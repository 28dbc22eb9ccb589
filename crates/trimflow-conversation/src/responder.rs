// SPDX-FileCopyrightText: 2026 Trimflow Contributors
// SPDX-License-Identifier: MIT OR Apache-2.0

//! Response formatting.
//!
//! Pure functions from resolved intent + catalog data to user-facing text.
//! No side effects, never panics; missing catalog data renders a generic
//! fallback instead of propagating an error. All copy uses the channel's
//! lightweight markup (`*bold*`).

use trimflow_catalog::{ECONOMICS, Outlet, SERVICE_MENU, section_by_key};
use trimflow_intent::DateTimeMention;

/// Welcome card shown for greetings and fresh conversations.
pub fn welcome(display_name: Option<&str>) -> String {
    let salutation = match display_name {
        Some(name) if !name.trim().is_empty() => format!("Welcome to Crown & Clipper, {name}!"),
        _ => "Welcome to Crown & Clipper Men's Salon!".to_string(),
    };
    format!(
        "{salutation}\n\
         \n\
         *For customers:*\n\
         - Type *haircut* for haircut prices\n\
         - Type *beard* for beard services\n\
         - Type *facial* for facial services\n\
         - Type *menu* for the complete price list\n\
         - Type *book* to book an appointment\n\
         \n\
         *For business partners:*\n\
         - Type *franchise* for the investment opportunity\n\
         \n\
         How can I help you today?"
    )
}

/// Short capability list for the `help` command.
pub fn help() -> String {
    "I can help you with:\n\
     - Service prices (haircut, beard, facial, spa, colour)\n\
     - Booking appointments\n\
     - Finding your nearest outlet\n\
     - Opening hours\n\
     - Franchise opportunities\n\
     \n\
     Just ask naturally, or type *menu* for the full price list."
        .to_string()
}

/// The full price list, every section with prices.
pub fn complete_menu() -> String {
    let mut text = String::from("*Crown & Clipper - Complete Price List*\n");
    for section in SERVICE_MENU {
        text.push_str(&format!("\n*{}*\n", section.title));
        for item in section.items {
            match (item.price, item.note) {
                (Some(price), Some(note)) => {
                    text.push_str(&format!("- {} - Rs {} ({})\n", item.name, price, note));
                }
                (Some(price), None) => {
                    text.push_str(&format!("- {} - Rs {}\n", item.name, price));
                }
                (None, Some(note)) => {
                    text.push_str(&format!("- {} ({})\n", item.name, note));
                }
                (None, None) => {
                    text.push_str(&format!("- {}\n", item.name));
                }
            }
        }
    }
    text.push_str("\nAll prices include taxes. Type *book* to book an appointment.");
    text
}

/// One service category, or the generic fallback when the key is unknown.
pub fn service_section(key: &str) -> String {
    let Some(section) = section_by_key(key) else {
        return default_fallback();
    };
    let mut text = format!("*{}*\n\n", section.title);
    for item in section.items {
        match (item.price, item.note) {
            (Some(price), Some(note)) => {
                text.push_str(&format!("- {} - Rs {} ({})\n", item.name, price, note));
            }
            (Some(price), None) => {
                text.push_str(&format!("- {} - Rs {}\n", item.name, price));
            }
            (None, note) => {
                let note = note.map(|n| format!(" ({n})")).unwrap_or_default();
                text.push_str(&format!("- {}{note}\n", item.name));
            }
        }
    }
    text.push_str("\nType *book* to book an appointment, or *menu* for all services.");
    text
}

/// Starting-price overview for generic price questions.
pub fn price_overview() -> String {
    let mut text = String::from("Our services start from:\n");
    for section in SERVICE_MENU {
        if let Some(min) = section.items.iter().filter_map(|i| i.price).min() {
            text.push_str(&format!("- {} - from Rs {}\n", section.title, min));
        }
    }
    text.push_str("\nType *menu* for the complete price list, or name a service.");
    text
}

fn format_outlet(outlet: &Outlet) -> String {
    format!(
        "*{}*\n{}\nPhone: {}",
        outlet.name, outlet.address, outlet.phone
    )
}

/// Outlets for a detected city or state, or the ask-for-city prompt.
pub fn outlets_for_location(location: &str) -> String {
    let mut outlets = trimflow_catalog::outlets_by_city(location);
    if outlets.is_empty() {
        outlets = trimflow_catalog::outlets_by_state(location);
    }
    if outlets.is_empty() {
        return format!(
            "We don't have an outlet in {location} yet - we're expanding fast!\n\
             \n\
             We're currently in: {}.\n\
             Interested in bringing us there? Type *franchise*.",
            trimflow_catalog::all_cities().join(", ")
        );
    }

    let mut text = format!("*Our outlets in {location}:*\n");
    for outlet in outlets.iter().take(8) {
        text.push_str(&format!("\n{}\n", format_outlet(outlet)));
    }
    if outlets.len() > 8 {
        text.push_str(&format!("\n...and {} more.", outlets.len() - 8));
    }
    text
}

/// Generic location prompt when no city was detected.
pub fn location_prompt() -> String {
    format!(
        "We have outlets across India and Dubai.\n\
         \n\
         Please share your city name and I'll find the closest branch.\n\
         We're present in: {}.",
        trimflow_catalog::all_cities().join(", ")
    )
}

/// Opening-hours card.
pub fn timing_card() -> String {
    format!(
        "*Opening Hours*\n\n{}\n\nWe're open 7 days a week. Walk-ins welcome!",
        trimflow_catalog::services::OPENING_HOURS
    )
}

/// Booking prompt, echoing a requested day/time when one was mentioned.
pub fn booking_prompt(datetime: Option<&DateTimeMention>) -> String {
    let mut text = String::from("*Book Your Appointment*\n\n");
    if let Some(mention) = datetime {
        let when = mention.display();
        if !when.is_empty() {
            text.push_str(&format!("Noted - you're looking at *{when}*.\n\n"));
        }
    }
    text.push_str(
        "Please share:\n\
         1. Your preferred date & time\n\
         2. Your city/location\n\
         \n\
         We'll confirm your slot shortly.",
    );
    text
}

/// Franchise pitch for a bare franchise enquiry.
pub fn franchise_overview() -> String {
    let e = ECONOMICS;
    format!(
        "*Crown & Clipper Franchise Opportunity*\n\
         \n\
         - Total investment: Rs {} lakhs\n\
         - Payback: {}\n\
         - Revenue potential: {}\n\
         - Profit margin: {}\n\
         - Area required: {}\n\
         - Staff required: {}\n\
         \n\
         Ask me about *investment*, *revenue*, or *support* - or say\n\
         *contact* and I'll connect you with a regional advisor.",
        e.total_investment_lakhs, e.roi_months, e.revenue_potential_lakhs, e.profit_margin,
        e.area_sqft, e.staff
    )
}

/// Investment breakup.
pub fn franchise_investment() -> String {
    let e = ECONOMICS;
    format!(
        "*Franchise Investment Breakup*\n\
         \n\
         - Franchise fee: Rs {} lakhs\n\
         - Interior setup: Rs {} lakhs\n\
         - Equipment: Rs {} lakhs\n\
         - Working capital: Rs {} lakhs\n\
         - *Total: Rs {} lakhs*\n\
         \n\
         Say *contact* to speak with a regional advisor.",
        e.franchise_fee_lakhs,
        e.interior_lakhs,
        e.equipment_lakhs,
        e.working_capital_lakhs,
        e.total_investment_lakhs
    )
}

/// Revenue and payback projections.
pub fn franchise_revenue() -> String {
    let e = ECONOMICS;
    format!(
        "*Franchise Revenue Projections*\n\
         \n\
         - Revenue potential: {}\n\
         - Profit margin: {}\n\
         - Payback window: {}\n\
         \n\
         Say *contact* and our regional advisor will walk you through the numbers.",
        e.revenue_potential_lakhs, e.profit_margin, e.roi_months
    )
}

/// Training and operations support summary.
pub fn franchise_support() -> String {
    "*Franchise Support*\n\
     \n\
     Every partner gets:\n\
     - Complete staff training before launch\n\
     - Interior design and setup assistance\n\
     - Marketing support for the opening quarter\n\
     - Central supply of branded products\n\
     - Ongoing operations audits\n\
     \n\
     Say *contact* to discuss with a regional advisor."
        .to_string()
}

/// Ask-for-details prompt used when contact intent is detected.
pub fn franchise_contact_intro() -> String {
    "Great - let me take a few details and connect you with the right\n\
     regional advisor."
        .to_string()
}

// --- Lead collection prompts ---

/// Stage 1 question.
pub fn ask_name() -> String {
    format!(
        "{}\n\nFirst, what's your full name?",
        franchise_contact_intro()
    )
}

/// Stage 2 question.
pub fn ask_location() -> String {
    "Thanks! Which city or state are you looking to open in?".to_string()
}

/// Stage 3 question.
pub fn ask_email() -> String {
    "Got it. What's your email address? (type *skip* if you'd rather not share)".to_string()
}

/// Stage 4 question.
pub fn ask_details() -> String {
    "Almost done. Any specific questions or details for our advisor?\n\
     (type *done* to submit)"
        .to_string()
}

/// Defensive restart message when the draft is corrupt at submission.
pub fn collection_restart() -> String {
    "Sorry, something went wrong with your enquiry details.\n\
     Let's start over - type *franchise* and say *contact* when you're ready."
        .to_string()
}

/// Confirmation when the lead reached a regional advisor.
pub fn lead_confirmation_forwarded(lead_id: &str, advisor_name: &str) -> String {
    format!(
        "*Thank you for your franchise enquiry!*\n\
         \n\
         Your enquiry has been forwarded to {advisor_name}.\n\
         \n\
         - Reference ID: {lead_id}\n\
         - Next step: our advisor will contact you within 24 hours\n\
         \n\
         We look forward to partnering with you!"
    )
}

/// Confirmation when the lead was logged but not forwarded. Deliberately
/// different wording from the forwarded case: it must not overclaim.
pub fn lead_confirmation_logged(lead_id: &str) -> String {
    format!(
        "*Thank you for your franchise enquiry!*\n\
         \n\
         We've recorded your enquiry and our team will review it shortly.\n\
         \n\
         - Reference ID: {lead_id}\n\
         - Next step: our team will contact you within 24-48 hours"
    )
}

/// Thanks acknowledgement.
pub fn thanks() -> String {
    "You're welcome - happy to help!\n\
     Anything else you'd like to know about our services or franchise?"
        .to_string()
}

/// Goodbye sign-off.
pub fn goodbye() -> String {
    "Thank you for choosing Crown & Clipper. Have a great day!\n\
     Reach out anytime for grooming services or appointments."
        .to_string()
}

/// Stage-5 default: the cascade's "nothing matched" reply.
pub fn default_fallback() -> String {
    "I'm here to help with Crown & Clipper Men's Salon.\n\
     \n\
     You can ask things like:\n\
     - \"What's the price for a haircut?\"\n\
     - \"Where's the nearest outlet?\"\n\
     - \"Tell me about franchise opportunities\"\n\
     \n\
     Or type *menu* for the complete service list."
        .to_string()
}

/// Apology for the one loud failure path: the lead store being down.
pub fn storage_failure_apology() -> String {
    "Sorry - we couldn't record your enquiry just now.\n\
     Please try again in a few minutes, or email franchise@crownclipper.in\n\
     and our team will get back to you directly."
        .to_string()
}

#[cfg(test)]
mod tests {
    use super::*;

    #[test]
    fn welcome_uses_display_name_when_present() {
        assert!(welcome(Some("Asha")).contains("Asha"));
        assert!(welcome(None).contains("Crown & Clipper"));
        assert!(welcome(Some("  ")).contains("Men's Salon"));
    }

    #[test]
    fn complete_menu_lists_every_section() {
        let menu = complete_menu();
        for section in SERVICE_MENU {
            assert!(menu.contains(section.title), "missing {}", section.title);
        }
    }

    #[test]
    fn unknown_service_key_falls_back_without_panicking() {
        let text = service_section("piercing");
        assert_eq!(text, default_fallback());
    }

    #[test]
    fn known_service_section_renders_prices() {
        let text = service_section("beard");
        assert!(text.contains("BEARD SERVICES"));
        assert!(text.contains("Rs 40"));
    }

    #[test]
    fn outlets_render_for_known_city() {
        let text = outlets_for_location("Chennai");
        assert!(text.contains("Chennai"));
        assert!(text.contains("Phone:"));
    }

    #[test]
    fn unknown_city_gets_expansion_pitch() {
        let text = outlets_for_location("Shillong");
        assert!(text.contains("don't have an outlet in Shillong"));
        assert!(text.contains("*franchise*"));
    }

    #[test]
    fn booking_prompt_echoes_datetime() {
        let mention = DateTimeMention {
            day: Some("tomorrow".into()),
            time: Some("5 pm".into()),
        };
        let text = booking_prompt(Some(&mention));
        assert!(text.contains("tomorrow 5 pm"));
        assert!(booking_prompt(None).contains("preferred date & time"));
    }

    #[test]
    fn franchise_investment_shows_breakup() {
        let text = franchise_investment();
        assert!(text.contains("Total: Rs 19 lakhs"));
        assert!(text.contains("Franchise fee"));
    }

    #[test]
    fn confirmations_are_meaningfully_different() {
        let forwarded = lead_confirmation_forwarded("LEAD-1", "South Desk");
        let logged = lead_confirmation_logged("LEAD-1");
        assert!(forwarded.contains("forwarded"));
        assert!(forwarded.contains("South Desk"));
        assert!(!logged.contains("forwarded"));
        assert!(logged.contains("LEAD-1"));
        assert_ne!(forwarded, logged);
    }
}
· · · · ·
ACTION ITEM: Which lines in the listing hold the word "take"? Copy them out.

ANSWER BOX:
    for outlet in outlets.iter().take(8) {
    "Great - let me take a few details and connect you with the right\n\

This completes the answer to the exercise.